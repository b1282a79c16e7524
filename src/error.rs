//! Error kinds raised by the rational and p-adic engine.

use thiserror::Error;

/// Errors that can occur while building or converting ratios and p-adic
/// expansions.
///
/// Every error is raised at the point of violation and carries no partial
/// result.
#[derive(Clone, Debug, PartialEq, Eq, Error)]
pub enum PadicError {
    #[error("can't divide by 0")]
    DivisionByZero,

    #[error("invalid parameter: {0}")]
    InvalidParameter(String),

    #[error("value out of range: {0}")]
    ValueOutOfRange(String),

    #[error("zero operand: {0}")]
    ZeroOperand(String),

    #[error("rational reconstruction failed: {0}")]
    ReconstructionFailed(String),
}

/// Result alias used throughout the crate.
pub type Result<T> = core::result::Result<T, PadicError>;
//! Integer abstraction letting `Ratio<T>` and the p-adic engine run over any
//! supported crypto-bigint width.
//!
//! # Architecture
//!
//! The trait system uses two levels:
//!
//! - [`WideInteger`]: minimal operations, also available on the overflow types
//! - [`RatioInteger`]: everything the engine needs, plus a `Wide` companion
//!
//! Most p-adic work only ever touches values bounded by
//! [`Bounds::max_arg`](crate::Bounds) and primes below
//! [`Bounds::max_prime`](crate::Bounds), so the helpers here favour a single
//! machine word and fall back to full-width arithmetic only when needed.
//!
//! # Example
//!
//! ```
//! use padic_ratio::RatioInteger;
//! use crypto_bigint::U128;
//!
//! let x = U128::from_u64(1_000_003);
//! assert_eq!(x.rem_u64(7), 1_000_003 % 7);
//! assert_eq!(x.to_decimal_string(), "1000003");
//! ```

use core::fmt::Debug;
use crypto_bigint::{Encoding, Zero, U1024, U128, U256, U512, U64};

/// Operations shared by every integer used by the engine, including the
/// double-width types used for overflow fallback.
pub trait WideInteger: Clone + Debug + PartialEq + Eq + PartialOrd + Ord + Sized + 'static {
    /// Number of bits in this integer type.
    const BITS: u32;

    /// The zero value.
    const ZERO: Self;

    /// The one value.
    const ONE: Self;

    /// Returns the number of significant bits in this value.
    fn bits_u32(&self) -> u32;

    /// Right shift by a variable amount (variable-time).
    fn shr_vartime_u32(&self, shift: u32) -> Self;

    /// Returns `true` if this value is zero.
    fn is_zero_bool(&self) -> bool;

    /// Add with wrapping on overflow.
    fn wrapping_add(&self, other: &Self) -> Self;

    /// Subtract with wrapping on underflow.
    fn wrapping_sub(&self, other: &Self) -> Self;

    /// Multiply with wrapping on overflow.
    fn wrapping_mul(&self, other: &Self) -> Self;

    /// Divide, panicking on division by zero.
    fn wrapping_div(&self, other: &Self) -> Self;

    /// Remainder, panicking on division by zero.
    fn wrapping_rem(&self, other: &Self) -> Self;

    /// Greatest common divisor.
    fn gcd(a: Self, b: Self) -> Self;

    /// Little-endian bytes.
    fn to_le_bytes_vec(&self) -> Vec<u8>;

    /// Create from little-endian bytes, truncating or zero-extending.
    fn from_le_bytes_slice(bytes: &[u8]) -> Self;

    /// Least significant 64 bits.
    fn first_word(&self) -> u64;
}

/// Integer type suitable for `Ratio<T>` and p-adic conversion.
///
/// The `Wide` type must be able to hold the product of two `Self` values.
///
/// Implemented for `U64`, `U128`, `U256` and `U512`. `U1024` is only a
/// `WideInteger`.
pub trait RatioInteger: WideInteger {
    /// The wide type for overflow arithmetic (`Wide::BITS >= 2 * Self::BITS`).
    type Wide: WideInteger;

    /// Create from a 64-bit unsigned integer.
    fn from_u64(n: u64) -> Self;

    /// Convert to the wide type.
    fn to_wide(&self) -> Self::Wide;

    /// Convert back from the wide type, `None` if the value does not fit.
    fn from_wide_checked(wide: &Self::Wide) -> Option<Self>;

    /// Multiply returning both halves as `(low, high)`.
    fn mul_wide(&self, other: &Self) -> (Self, Self);

    /// Try to convert to u64, returning `None` if the value doesn't fit.
    #[inline]
    fn try_to_u64(&self) -> Option<u64> {
        (self.bits_u32() <= 64).then(|| self.first_word())
    }

    /// Multiplication that reports overflow instead of wrapping.
    #[inline]
    fn checked_mul(&self, other: &Self) -> Option<Self> {
        let (lo, hi) = self.mul_wide(other);
        hi.is_zero_bool().then_some(lo)
    }

    /// Addition that reports overflow instead of wrapping.
    #[inline]
    fn checked_add(&self, other: &Self) -> Option<Self> {
        let sum = self.wrapping_add(other);
        (sum >= *self).then_some(sum)
    }

    /// `self mod m` for a non-zero word-sized modulus.
    #[inline]
    fn rem_u64(&self, m: u64) -> u64 {
        match self.try_to_u64() {
            Some(v) => v % m,
            None => self.wrapping_rem(&Self::from_u64(m)).first_word(),
        }
    }

    /// Base-10 rendering. crypto-bigint's own `Display` is hexadecimal.
    fn to_decimal_string(&self) -> String {
        if let Some(v) = self.try_to_u64() {
            return v.to_string();
        }
        const CHUNK: u64 = 10_000_000_000_000_000_000;
        let chunk = Self::from_u64(CHUNK);
        let mut groups = Vec::new();
        let mut rest = self.clone();
        while !rest.is_zero_bool() {
            groups.push(rest.wrapping_rem(&chunk).first_word());
            rest = rest.wrapping_div(&chunk);
        }
        let mut out = String::new();
        for (i, group) in groups.iter().rev().enumerate() {
            if i == 0 {
                out.push_str(&group.to_string());
            } else {
                out.push_str(&format!("{group:019}"));
            }
        }
        out
    }
}

macro_rules! impl_wide_integer {
    ($type:ty, $bits:expr) => {
        impl WideInteger for $type {
            const BITS: u32 = $bits;
            const ZERO: Self = <$type>::ZERO;
            const ONE: Self = <$type>::ONE;

            #[inline(always)]
            fn bits_u32(&self) -> u32 {
                self.bits() as u32
            }

            #[inline(always)]
            fn shr_vartime_u32(&self, shift: u32) -> Self {
                self.shr_vartime(shift as usize)
            }

            #[inline(always)]
            fn is_zero_bool(&self) -> bool {
                bool::from(<$type as Zero>::is_zero(self))
            }

            #[inline(always)]
            fn wrapping_add(&self, other: &Self) -> Self {
                self.wrapping_add(other)
            }

            #[inline(always)]
            fn wrapping_sub(&self, other: &Self) -> Self {
                self.wrapping_sub(other)
            }

            #[inline(always)]
            fn wrapping_mul(&self, other: &Self) -> Self {
                self.wrapping_mul(other)
            }

            #[inline(always)]
            fn wrapping_div(&self, other: &Self) -> Self {
                self.wrapping_div(other)
            }

            #[inline(always)]
            fn wrapping_rem(&self, other: &Self) -> Self {
                self.wrapping_rem(other)
            }

            #[inline]
            fn gcd(a: Self, b: Self) -> Self {
                gcd_generic(a, b)
            }

            #[inline]
            fn to_le_bytes_vec(&self) -> Vec<u8> {
                self.to_le_bytes().as_ref().to_vec()
            }

            #[inline]
            fn from_le_bytes_slice(bytes: &[u8]) -> Self {
                let mut arr = <$type>::ZERO.to_le_bytes();
                let arr_ref = arr.as_mut();
                let copy_len = arr_ref.len().min(bytes.len());
                arr_ref[..copy_len].copy_from_slice(&bytes[..copy_len]);
                <$type>::from_le_bytes(arr)
            }

            #[inline]
            fn first_word(&self) -> u64 {
                let words = self.to_words();
                #[cfg(target_pointer_width = "32")]
                {
                    if words.len() >= 2 {
                        (words[0] as u64) | ((words[1] as u64) << 32)
                    } else {
                        words[0] as u64
                    }
                }
                #[cfg(not(target_pointer_width = "32"))]
                {
                    words[0]
                }
            }
        }
    };
}

macro_rules! impl_ratio_integer {
    ($narrow:ty, $wide:ty, $bits:expr) => {
        impl_wide_integer!($narrow, $bits);

        impl RatioInteger for $narrow {
            type Wide = $wide;

            #[inline(always)]
            fn from_u64(n: u64) -> Self {
                <$narrow>::from_u64(n)
            }

            #[inline]
            fn to_wide(&self) -> Self::Wide {
                <$wide as WideInteger>::from_le_bytes_slice(&WideInteger::to_le_bytes_vec(self))
            }

            #[inline]
            fn from_wide_checked(wide: &Self::Wide) -> Option<Self> {
                let wide_bytes = WideInteger::to_le_bytes_vec(wide);
                let narrow_size = ($bits / 8) as usize;
                if wide_bytes[narrow_size..].iter().any(|&b| b != 0) {
                    return None;
                }
                Some(WideInteger::from_le_bytes_slice(&wide_bytes[..narrow_size]))
            }

            #[inline(always)]
            fn mul_wide(&self, other: &Self) -> (Self, Self) {
                self.mul_wide(other)
            }
        }
    };
}

impl_ratio_integer!(U64, U128, 64);
impl_ratio_integer!(U128, U256, 128);
impl_ratio_integer!(U256, U512, 256);
impl_ratio_integer!(U512, U1024, 512);

// U1024 only backs U512 overflow
impl_wide_integer!(U1024, 1024);

/// Euclidean GCD that drops to native `u64` arithmetic as soon as both
/// operands fit in a word.
///
/// ```
/// use crypto_bigint::U256;
/// use padic_ratio::WideInteger;
///
/// assert_eq!(U256::gcd(U256::from_u64(1477), U256::from_u64(517)), U256::from_u64(1));
/// assert_eq!(U256::gcd(U256::from_u64(60), U256::from_u64(12)), U256::from_u64(12));
/// ```
pub fn gcd_generic<T: WideInteger>(mut a: T, mut b: T) -> T {
    if a.is_zero_bool() {
        return b;
    }
    if b.is_zero_bool() {
        return a;
    }
    if a < b {
        core::mem::swap(&mut a, &mut b);
    }
    while !b.is_zero_bool() {
        if a.bits_u32() <= 64 {
            let g = gcd_u64(a.first_word(), b.first_word());
            return T::from_le_bytes_slice(&g.to_le_bytes());
        }
        let rem = a.wrapping_rem(&b);
        a = b;
        b = rem;
    }
    a
}

/// Euclidean GCD on machine words.
#[inline]
pub(crate) fn gcd_u64(mut a: u64, mut b: u64) -> u64 {
    while b != 0 {
        let temp = b;
        b = a % b;
        a = temp;
    }
    a
}
//! Benchmarks for p-adic conversion, digit arithmetic and reconstruction.
//!
//! Run with: cargo bench --bench padic_benchmarks
//!
//! The brute-force stepper is benchmarked next to the Hensel extraction it
//! cross-checks; expect several orders of magnitude between them.

use criterion::{black_box, criterion_group, criterion_main, BenchmarkId, Criterion};
use crypto_bigint::{U128, U64};
use num_bigint::BigInt;
use num_rational::Ratio as NumRatio;
use padic_ratio::{Bounds, Ratio, RatioU64};

type NumRational = NumRatio<BigInt>;

// ============================================================================
// CONVERSION
// ============================================================================

fn bench_to_padic(c: &mut Criterion) {
    let mut group = c.benchmark_group("to_padic");

    let cases = [
        ("1/3 p=5", (1i64, 3i64, 5u64)),
        ("-517/1477 p=7", (-517, 1477, 7)),
        ("1048575/1048573 p=32749", (1_048_575, 1_048_573, 32_749)),
    ];

    for (name, (n, d, p)) in cases {
        let ratio = RatioU64::from_i64(n, d).unwrap();
        for precision in [10usize, 32, 63] {
            group.bench_with_input(
                BenchmarkId::new(name, precision),
                &precision,
                |b, &k| {
                    b.iter(|| black_box(ratio.to_padic(black_box(p), k).unwrap()));
                },
            );
        }
    }

    group.finish();
}

fn bench_stepper_vs_hensel(c: &mut Criterion) {
    let mut group = c.benchmark_group("stepper_vs_hensel");
    let ratio = RatioU64::from_i64(-2, 7).unwrap();

    group.bench_function("hensel", |b| {
        b.iter(|| black_box(ratio.to_padic(5, 8).unwrap()));
    });

    group.bench_function("steps_from_hensel", |b| {
        b.iter(|| black_box(ratio.to_padic_steps(5, 8).unwrap()));
    });

    group.bench_function("brute_force", |b| {
        b.iter(|| black_box(ratio.to_padic_expansion(5, 8).unwrap()));
    });

    group.finish();
}

// ============================================================================
// DIGIT ARITHMETIC
// ============================================================================

fn bench_digit_arithmetic(c: &mut Criterion) {
    let mut group = c.benchmark_group("digit_arithmetic");
    let x = RatioU64::from_i64(-517, 1477).unwrap().to_padic(7, 40).unwrap();
    let y = RatioU64::from_i64(3, 4).unwrap().to_padic(7, 40).unwrap();

    group.bench_function("add", |b| {
        b.iter(|| black_box(black_box(&x).add(black_box(&y)).unwrap()));
    });

    group.bench_function("cmpt", |b| {
        b.iter(|| black_box(black_box(&x).cmpt()));
    });

    group.bench_function("dsum_u64_overflow", |b| {
        b.iter(|| black_box(black_box(&x).dsum::<U64>()));
    });

    group.bench_function("dsum_u128", |b| {
        b.iter(|| black_box(black_box(&x).dsum::<U128>()));
    });

    group.bench_function("display", |b| {
        b.iter(|| black_box(black_box(&x).to_string()));
    });

    group.finish();
}

// ============================================================================
// RECONSTRUCTION
// ============================================================================

fn bench_reconstruction(c: &mut Criterion) {
    let mut group = c.benchmark_group("convert_to_ratio");

    let cases = [
        ("38 p=5", (38i64, 1i64, 5u64, 7usize)),
        ("-2/7 p=5", (-2, 7, 5, 8)),
        ("-517/1477 p=7", (-517, 1477, 7, 11)),
    ];
    for (name, (n, d, p, k)) in cases {
        let padic = RatioU64::from_i64(n, d).unwrap().to_padic(p, k).unwrap();
        group.bench_function(name, |b| {
            b.iter(|| black_box(padic.convert_to_ratio::<U64>().unwrap()));
        });
    }

    // worst case: every multiplier is tried
    let bounds = Bounds::default().with_max_approx(1_000);
    let third = RatioU64::from_i64(1, 3)
        .unwrap()
        .to_padic_with(5, 10, &bounds)
        .unwrap();
    group.bench_function("1/3 exhausted", |b| {
        b.iter(|| black_box(third.convert_to_ratio::<U64>().is_err()));
    });

    group.finish();
}

// ============================================================================
// RATIO ARITHMETIC
// ============================================================================

fn bench_ratio_arithmetic(c: &mut Criterion) {
    let mut group = c.benchmark_group("ratio_arithmetic");

    let a = Ratio::<U128>::from_i64(-517, 1477).unwrap();
    let b = Ratio::<U128>::from_i64(1_048_575, 32_749).unwrap();
    let na = NumRational::new(BigInt::from(-517), BigInt::from(1477));
    let nb = NumRational::new(BigInt::from(1_048_575), BigInt::from(32_749));

    group.bench_function("add_reduce/Ratio<U128>", |bench| {
        bench.iter(|| black_box(black_box(&a).add(black_box(&b)).reduce()));
    });
    group.bench_function("add_reduce/num-rational", |bench| {
        bench.iter(|| black_box(black_box(&na) + black_box(&nb)));
    });

    group.bench_function("factors/Ratio<U128>", |bench| {
        bench.iter(|| black_box(black_box(&b).factors()));
    });
    group.bench_function("padic_abs/Ratio<U128>", |bench| {
        bench.iter(|| black_box(black_box(&a).padic_abs(7)));
    });

    group.finish();
}

criterion_group!(conversion, bench_to_padic, bench_stepper_vs_hensel);
criterion_group!(arithmetic, bench_digit_arithmetic, bench_ratio_arithmetic);
criterion_group!(reconstruction, bench_reconstruction);
criterion_main!(conversion, arithmetic, reconstruction);
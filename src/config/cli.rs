use crate::config::SourceSettings;
use crate::core::extract::FileFormat;
use crate::core::ConfigProvider;
use crate::utils::error::{EtlError, Result};
use crate::utils::validation::{self, Validate};
use clap::{Parser, ValueEnum};
use serde::{Deserialize, Serialize};
use std::collections::HashMap;

#[derive(Debug, Clone, Copy, PartialEq, Eq, Serialize, Deserialize, ValueEnum)]
#[serde(rename_all = "lowercase")]
pub enum SourceType {
    File,
    Api,
}

#[derive(Debug, Clone, Serialize, Deserialize, Parser)]
#[command(name = "user-etl")]
#[command(about = "Load user records from JSON, CSV or an HTTP endpoint into a SQLite users table")]
pub struct CliConfig {
    #[arg(long, value_enum, default_value = "file")]
    pub source_type: SourceType,

    /// Input file path (.json or .csv) or HTTP endpoint
    #[arg(long)]
    pub source: String,

    #[arg(long, default_value = "./users.db")]
    pub database: String,

    /// Create the users table when it does not exist
    #[arg(long)]
    pub create_schema: bool,

    /// Extra request header for API sources, as NAME=VALUE
    #[arg(long = "header", value_parser = parse_header)]
    pub headers: Vec<(String, String)>,

    #[arg(long)]
    pub timeout_seconds: Option<u64>,

    #[arg(long, help = "Enable verbose output")]
    pub verbose: bool,

    #[arg(long, help = "Emit logs as JSON")]
    pub log_json: bool,
}

fn parse_header(raw: &str) -> std::result::Result<(String, String), String> {
    raw.split_once('=')
        .map(|(name, value)| (name.trim().to_string(), value.trim().to_string()))
        .filter(|(name, _)| !name.is_empty())
        .ok_or_else(|| format!("expected NAME=VALUE, got '{}'", raw))
}

impl ConfigProvider for CliConfig {
    fn source(&self) -> SourceSettings {
        match self.source_type {
            SourceType::File => SourceSettings::File {
                path: self.source.clone(),
            },
            SourceType::Api => SourceSettings::Api {
                endpoint: self.source.clone(),
                headers: self.headers.iter().cloned().collect::<HashMap<_, _>>(),
                timeout_seconds: self.timeout_seconds,
            },
        }
    }

    fn database_path(&self) -> &str {
        &self.database
    }

    fn create_schema(&self) -> bool {
        self.create_schema
    }
}

impl Validate for CliConfig {
    fn validate(&self) -> Result<()> {
        match self.source_type {
            SourceType::File => {
                validation::validate_path("source", &self.source)?;
                validation::validate_file_extension("source", &self.source, &FileFormat::EXTENSIONS)?;
            }
            SourceType::Api => {
                validation::validate_url("source", &self.source)?;
            }
        }

        if !self.headers.is_empty() && self.source_type == SourceType::File {
            return Err(EtlError::ConfigValidationError {
                field: "header".to_string(),
                message: "headers only apply to api sources".to_string(),
            });
        }

        if let Some(timeout) = self.timeout_seconds {
            validation::validate_positive_number("timeout_seconds", timeout, 1)?;
        }

        validation::validate_path("database", &self.database)
    }
}
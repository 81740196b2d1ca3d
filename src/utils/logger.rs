use tracing_subscriber::{layer::SubscriberExt, util::SubscriberInitExt, EnvFilter};

fn default_filter(verbose: bool) -> EnvFilter {
    let directives = if verbose {
        "user_etl=debug,info"
    } else {
        "user_etl=info"
    };
    EnvFilter::try_from_default_env().unwrap_or_else(|_| EnvFilter::new(directives))
}

pub fn init_cli_logger(verbose: bool) {
    tracing_subscriber::registry()
        .with(default_filter(verbose))
        .with(
            tracing_subscriber::fmt::layer()
                .with_target(false)
                .with_thread_ids(false)
                .with_file(false)
                .with_line_number(false)
                .compact(),
        )
        .init();
}

/// JSON 格式，方便交給日誌收集系統
pub fn init_json_logger(verbose: bool) {
    tracing_subscriber::registry()
        .with(default_filter(verbose))
        .with(
            tracing_subscriber::fmt::layer()
                .with_target(true)
                .with_thread_ids(false)
                .with_file(false)
                .with_line_number(false)
                .json(),
        )
        .init();
}

pub fn init_logger(verbose: bool, json: bool) {
    if json {
        init_json_logger(verbose);
    } else {
        init_cli_logger(verbose);
    }
}
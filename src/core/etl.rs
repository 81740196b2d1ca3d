use crate::core::{LoadReport, Pipeline};
use crate::utils::error::Result;
use std::time::Instant;

pub struct EtlEngine<P: Pipeline> {
    pipeline: P,
}

impl<P: Pipeline> EtlEngine<P> {
    pub fn new(pipeline: P) -> Self {
        Self { pipeline }
    }

    pub async fn run(&self) -> Result<LoadReport> {
        let started = Instant::now();
        tracing::info!("Starting ETL process...");

        // Extract
        let raw_data = self.pipeline.extract().await?;
        tracing::info!("Extracted {} entries", raw_data.len());

        // Transform
        let users = self.pipeline.transform(raw_data).await?;
        tracing::info!("Transformed {} users", users.len());

        // Load
        let report = self.pipeline.load(users).await?;
        tracing::info!(
            "Loaded {} users into {} in {:?}",
            report.rows_inserted,
            report.database,
            started.elapsed()
        );

        Ok(report)
    }
}
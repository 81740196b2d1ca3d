use clap::Parser;
use user_etl::utils::error::{EtlError, ErrorSeverity};
use user_etl::utils::{logger, validation::Validate};
use user_etl::{CliConfig, EtlEngine, LocalStorage, UserPipeline};

#[tokio::main]
async fn main() -> anyhow::Result<()> {
    let config = CliConfig::parse();

    // 初始化日誌
    logger::init_logger(config.verbose, config.log_json);

    tracing::info!("Starting user-etl CLI");
    if config.verbose {
        tracing::debug!("CLI config: {:?}", config);
    }

    // 驗證配置
    if let Err(e) = config.validate() {
        tracing::error!("❌ Configuration validation failed: {}", e);
        tracing::error!("💡 Suggestion: {}", e.recovery_suggestion());
        eprintln!("❌ {}", e.user_friendly_message());
        std::process::exit(1);
    }

    let pipeline = UserPipeline::new(LocalStorage::default(), config);
    let engine = EtlEngine::new(pipeline);

    match engine.run().await {
        Ok(report) => {
            tracing::info!("✅ ETL process completed successfully!");
            println!("✅ Loaded {} users into {}", report.rows_inserted, report.database);
            println!("{}", serde_json::to_string_pretty(&report)?);
        }
        Err(e) => exit_with(e),
    }

    Ok(())
}

fn exit_with(e: EtlError) {
    tracing::error!(
        "❌ ETL process failed: {} (Category: {:?}, Severity: {:?})",
        e,
        e.category(),
        e.severity()
    );
    tracing::error!("💡 Recovery suggestion: {}", e.recovery_suggestion());

    eprintln!("❌ {}", e.user_friendly_message());
    eprintln!("💡 {}", e.recovery_suggestion());

    // 根據錯誤嚴重程度決定退出碼
    let exit_code = match e.severity() {
        ErrorSeverity::Low => 0,
        ErrorSeverity::Medium => 2,
        ErrorSeverity::High => 1,
        ErrorSeverity::Critical => 3,
    };

    if exit_code > 0 {
        std::process::exit(exit_code);
    }
}
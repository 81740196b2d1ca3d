use crate::domain::ports::ConnectionProvider;
use rusqlite::Connection;
use std::path::{Path, PathBuf};
use std::time::Duration;

const BUSY_TIMEOUT: Duration = Duration::from_secs(5);

/// Opens a new SQLite connection to a database file on every call.
#[derive(Debug, Clone)]
pub struct SqliteConnectionProvider {
    path: PathBuf,
}

impl SqliteConnectionProvider {
    pub fn new(path: impl Into<PathBuf>) -> Self {
        Self { path: path.into() }
    }

    pub fn path(&self) -> &Path {
        &self.path
    }
}

impl ConnectionProvider for SqliteConnectionProvider {
    fn connect(&self) -> rusqlite::Result<Connection> {
        tracing::trace!("Opening SQLite database at {}", self.path.display());
        let conn = Connection::open(&self.path)?;
        conn.busy_timeout(BUSY_TIMEOUT)?;
        Ok(conn)
    }

    fn describe(&self) -> String {
        format!("sqlite:{}", self.path.display())
    }
}
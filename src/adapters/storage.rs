use crate::domain::ports::Storage;
use crate::utils::error::Result;
use std::path::Path;

#[derive(Debug, Clone)]
pub struct LocalStorage {
    base_path: String,
}

impl LocalStorage {
    pub fn new(base_path: String) -> Self {
        Self { base_path }
    }
}

impl Default for LocalStorage {
    fn default() -> Self {
        Self::new(".".to_string())
    }
}

impl Storage for LocalStorage {
    async fn read_file(&self, path: &str) -> Result<Vec<u8>> {
        // 絕對路徑會取代 base_path
        let full_path = Path::new(&self.base_path).join(path);
        let data = tokio::fs::read(full_path).await?;
        Ok(data)
    }
}

#[cfg(test)]
mod tests {
    use super::*;
    use tempfile::TempDir;

    #[tokio::test]
    async fn test_read_relative_and_absolute_paths() {
        let temp_dir = TempDir::new().unwrap();
        std::fs::write(temp_dir.path().join("users.json"), b"[]").unwrap();

        let storage = LocalStorage::new(temp_dir.path().to_str().unwrap().to_string());
        assert_eq!(storage.read_file("users.json").await.unwrap(), b"[]");

        let absolute = temp_dir.path().join("users.json");
        let storage = LocalStorage::default();
        assert_eq!(
            storage.read_file(absolute.to_str().unwrap()).await.unwrap(),
            b"[]"
        );
    }

    #[tokio::test]
    async fn test_missing_file_is_io_error() {
        let temp_dir = TempDir::new().unwrap();
        let storage = LocalStorage::new(temp_dir.path().to_str().unwrap().to_string());

        let err = storage.read_file("nope.json").await.unwrap_err();
        assert!(matches!(err, crate::utils::error::EtlError::IoError(_)));
    }
}
use crate::domain::model::{Record, UserRecord};
use serde_json::Value;

const ACTIVE_STATUSES: [&str; 2] = ["active", "enabled"];

/// Maps loose source records to [`UserRecord`]s.
///
/// A `None` container and an empty one both give an empty result. `None`
/// entries are dropped; everything else keeps its relative order. Missing or
/// null `id`, `name` and `email` become empty strings, and `active` is set when
/// the lower-cased `status` is `active` or `enabled`.
pub fn process_user_data(data: Option<&[Option<Record>]>) -> Vec<UserRecord> {
    let Some(entries) = data else {
        return Vec::new();
    };

    entries.iter().flatten().map(to_user_record).collect()
}

fn to_user_record(record: &Record) -> UserRecord {
    let status = field_as_string(record, "status").to_lowercase();

    UserRecord::new(
        field_as_string(record, "id"),
        field_as_string(record, "name"),
        field_as_string(record, "email"),
        ACTIVE_STATUSES.contains(&status.as_str()),
    )
}

fn field_as_string(record: &Record, key: &str) -> String {
    record.data.get(key).map(value_to_string).unwrap_or_default()
}

/// 字串原樣輸出，其他型別轉成文字表示，null 視為空字串
pub fn value_to_string(value: &Value) -> String {
    match value {
        Value::Null => String::new(),
        Value::String(s) => s.clone(),
        Value::Bool(b) => b.to_string(),
        Value::Number(n) => n.to_string(),
        Value::Array(_) | Value::Object(_) => value.to_string(),
    }
}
####
**Assignment**
Every line in the data above that includes the word "returning" should be copied.

**Solution for this exercise**
    /// Multiply returning both halves as `(low, high)`.
    /// Try to convert to u64, returning `None` if the value doesn't fit.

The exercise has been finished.